-- EXERCISE REQUIREMENTS --
What is needed is each line of the data below that holds the string "enum".

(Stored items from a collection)
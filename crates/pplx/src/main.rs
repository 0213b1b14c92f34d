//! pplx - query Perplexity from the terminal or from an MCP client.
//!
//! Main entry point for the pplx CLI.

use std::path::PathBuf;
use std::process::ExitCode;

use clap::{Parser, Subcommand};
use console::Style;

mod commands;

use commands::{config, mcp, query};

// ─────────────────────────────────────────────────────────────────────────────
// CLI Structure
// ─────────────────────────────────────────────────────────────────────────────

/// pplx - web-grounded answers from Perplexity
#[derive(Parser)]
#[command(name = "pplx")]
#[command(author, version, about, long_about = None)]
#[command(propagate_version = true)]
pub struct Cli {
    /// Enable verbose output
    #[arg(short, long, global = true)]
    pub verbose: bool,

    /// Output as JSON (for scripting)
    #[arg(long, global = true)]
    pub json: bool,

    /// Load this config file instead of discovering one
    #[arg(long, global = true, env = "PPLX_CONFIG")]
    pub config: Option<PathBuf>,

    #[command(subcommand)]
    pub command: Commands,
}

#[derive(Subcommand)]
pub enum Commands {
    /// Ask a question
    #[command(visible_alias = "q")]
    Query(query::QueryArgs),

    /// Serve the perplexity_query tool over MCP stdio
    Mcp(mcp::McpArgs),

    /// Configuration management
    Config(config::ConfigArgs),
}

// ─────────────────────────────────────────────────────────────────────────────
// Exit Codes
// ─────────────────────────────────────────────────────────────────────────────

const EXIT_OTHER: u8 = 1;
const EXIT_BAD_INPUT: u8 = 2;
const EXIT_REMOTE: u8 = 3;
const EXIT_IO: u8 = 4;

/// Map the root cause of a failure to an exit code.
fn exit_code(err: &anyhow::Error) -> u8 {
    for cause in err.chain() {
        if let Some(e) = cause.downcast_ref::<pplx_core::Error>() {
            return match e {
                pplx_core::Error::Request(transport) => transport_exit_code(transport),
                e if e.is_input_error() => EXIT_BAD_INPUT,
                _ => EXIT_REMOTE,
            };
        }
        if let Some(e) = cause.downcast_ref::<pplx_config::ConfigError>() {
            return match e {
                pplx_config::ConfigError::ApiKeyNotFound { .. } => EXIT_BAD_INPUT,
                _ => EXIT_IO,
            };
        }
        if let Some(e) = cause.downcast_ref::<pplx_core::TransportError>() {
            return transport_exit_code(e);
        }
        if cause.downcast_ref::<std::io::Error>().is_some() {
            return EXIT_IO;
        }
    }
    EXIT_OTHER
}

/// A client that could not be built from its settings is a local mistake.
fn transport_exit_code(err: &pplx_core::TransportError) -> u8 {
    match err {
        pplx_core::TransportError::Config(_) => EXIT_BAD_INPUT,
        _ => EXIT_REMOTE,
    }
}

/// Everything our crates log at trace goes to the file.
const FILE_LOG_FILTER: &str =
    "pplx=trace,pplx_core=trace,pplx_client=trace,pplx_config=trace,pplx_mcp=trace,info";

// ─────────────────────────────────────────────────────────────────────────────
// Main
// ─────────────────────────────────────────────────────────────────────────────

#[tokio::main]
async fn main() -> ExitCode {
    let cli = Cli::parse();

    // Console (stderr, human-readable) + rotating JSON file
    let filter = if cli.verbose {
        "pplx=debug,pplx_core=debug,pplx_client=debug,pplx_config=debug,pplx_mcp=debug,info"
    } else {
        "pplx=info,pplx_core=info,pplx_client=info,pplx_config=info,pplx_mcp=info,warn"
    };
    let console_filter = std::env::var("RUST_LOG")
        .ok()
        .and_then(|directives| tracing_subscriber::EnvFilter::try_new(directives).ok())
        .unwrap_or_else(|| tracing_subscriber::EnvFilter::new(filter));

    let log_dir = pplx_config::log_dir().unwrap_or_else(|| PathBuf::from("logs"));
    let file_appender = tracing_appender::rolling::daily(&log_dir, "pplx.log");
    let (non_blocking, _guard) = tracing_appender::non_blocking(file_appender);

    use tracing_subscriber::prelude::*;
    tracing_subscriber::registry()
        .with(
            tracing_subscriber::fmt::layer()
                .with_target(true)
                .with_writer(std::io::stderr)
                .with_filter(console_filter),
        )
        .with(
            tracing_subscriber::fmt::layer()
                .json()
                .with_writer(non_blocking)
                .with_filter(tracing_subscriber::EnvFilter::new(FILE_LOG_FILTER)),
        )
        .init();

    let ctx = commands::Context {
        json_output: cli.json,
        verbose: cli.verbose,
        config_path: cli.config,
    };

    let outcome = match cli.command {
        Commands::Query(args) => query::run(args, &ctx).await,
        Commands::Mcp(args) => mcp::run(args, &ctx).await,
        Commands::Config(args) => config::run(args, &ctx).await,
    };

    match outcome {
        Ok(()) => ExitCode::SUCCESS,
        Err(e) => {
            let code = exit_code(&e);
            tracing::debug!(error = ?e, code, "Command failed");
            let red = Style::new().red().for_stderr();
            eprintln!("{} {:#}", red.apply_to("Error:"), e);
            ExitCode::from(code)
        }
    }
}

* * *

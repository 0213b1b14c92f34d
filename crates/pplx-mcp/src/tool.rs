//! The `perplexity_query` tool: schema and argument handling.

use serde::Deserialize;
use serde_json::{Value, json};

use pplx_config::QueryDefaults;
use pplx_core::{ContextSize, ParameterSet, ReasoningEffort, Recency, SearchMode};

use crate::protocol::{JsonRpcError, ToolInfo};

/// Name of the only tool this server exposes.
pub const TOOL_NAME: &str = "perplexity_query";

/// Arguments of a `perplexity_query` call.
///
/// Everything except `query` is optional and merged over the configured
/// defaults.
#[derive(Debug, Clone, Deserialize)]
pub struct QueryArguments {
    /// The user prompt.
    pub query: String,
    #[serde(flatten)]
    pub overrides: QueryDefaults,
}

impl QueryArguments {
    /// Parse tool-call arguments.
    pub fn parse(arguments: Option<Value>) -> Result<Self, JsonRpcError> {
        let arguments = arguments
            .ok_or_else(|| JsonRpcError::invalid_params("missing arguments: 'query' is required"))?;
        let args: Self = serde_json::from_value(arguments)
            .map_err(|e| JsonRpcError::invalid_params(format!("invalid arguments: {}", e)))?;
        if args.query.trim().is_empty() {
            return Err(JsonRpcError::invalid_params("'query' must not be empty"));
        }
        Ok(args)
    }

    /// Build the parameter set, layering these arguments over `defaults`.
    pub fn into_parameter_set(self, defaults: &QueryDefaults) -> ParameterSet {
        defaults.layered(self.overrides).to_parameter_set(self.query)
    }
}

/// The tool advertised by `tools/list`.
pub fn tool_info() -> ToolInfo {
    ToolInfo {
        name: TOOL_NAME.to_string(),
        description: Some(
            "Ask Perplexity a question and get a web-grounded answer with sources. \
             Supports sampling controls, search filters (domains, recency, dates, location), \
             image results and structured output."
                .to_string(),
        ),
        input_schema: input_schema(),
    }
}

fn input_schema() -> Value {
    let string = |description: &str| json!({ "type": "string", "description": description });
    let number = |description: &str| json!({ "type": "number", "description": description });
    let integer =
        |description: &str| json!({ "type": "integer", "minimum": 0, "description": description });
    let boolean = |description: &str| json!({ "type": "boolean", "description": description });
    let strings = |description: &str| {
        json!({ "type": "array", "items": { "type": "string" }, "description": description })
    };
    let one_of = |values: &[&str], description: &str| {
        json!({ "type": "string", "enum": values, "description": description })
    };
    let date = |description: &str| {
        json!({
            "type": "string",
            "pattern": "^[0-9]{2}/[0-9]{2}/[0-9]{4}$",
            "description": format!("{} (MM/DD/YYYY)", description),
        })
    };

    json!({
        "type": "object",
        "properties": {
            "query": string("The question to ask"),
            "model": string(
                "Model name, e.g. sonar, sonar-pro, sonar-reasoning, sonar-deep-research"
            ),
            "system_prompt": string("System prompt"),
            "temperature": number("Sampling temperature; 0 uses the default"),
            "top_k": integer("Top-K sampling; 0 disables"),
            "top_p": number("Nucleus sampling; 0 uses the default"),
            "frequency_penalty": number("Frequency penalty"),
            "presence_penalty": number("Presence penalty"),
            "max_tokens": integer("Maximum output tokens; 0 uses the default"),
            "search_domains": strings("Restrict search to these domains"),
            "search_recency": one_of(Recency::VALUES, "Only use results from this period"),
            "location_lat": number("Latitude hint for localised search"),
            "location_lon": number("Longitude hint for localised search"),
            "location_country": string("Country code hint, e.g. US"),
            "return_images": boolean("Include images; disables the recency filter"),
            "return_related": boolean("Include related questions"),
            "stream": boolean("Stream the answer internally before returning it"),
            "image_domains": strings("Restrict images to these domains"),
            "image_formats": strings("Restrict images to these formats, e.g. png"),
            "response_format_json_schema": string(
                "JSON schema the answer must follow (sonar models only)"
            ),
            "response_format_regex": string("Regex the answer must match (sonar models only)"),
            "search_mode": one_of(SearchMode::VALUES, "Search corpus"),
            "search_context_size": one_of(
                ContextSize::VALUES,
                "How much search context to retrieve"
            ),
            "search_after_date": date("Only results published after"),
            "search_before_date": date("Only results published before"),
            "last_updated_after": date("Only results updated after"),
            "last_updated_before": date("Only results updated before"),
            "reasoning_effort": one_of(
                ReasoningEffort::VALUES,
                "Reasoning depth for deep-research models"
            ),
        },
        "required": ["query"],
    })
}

-- YOUR RESPONSE --
pub enum Commands {
        json!({ "type": "string", "enum": values, "description": description })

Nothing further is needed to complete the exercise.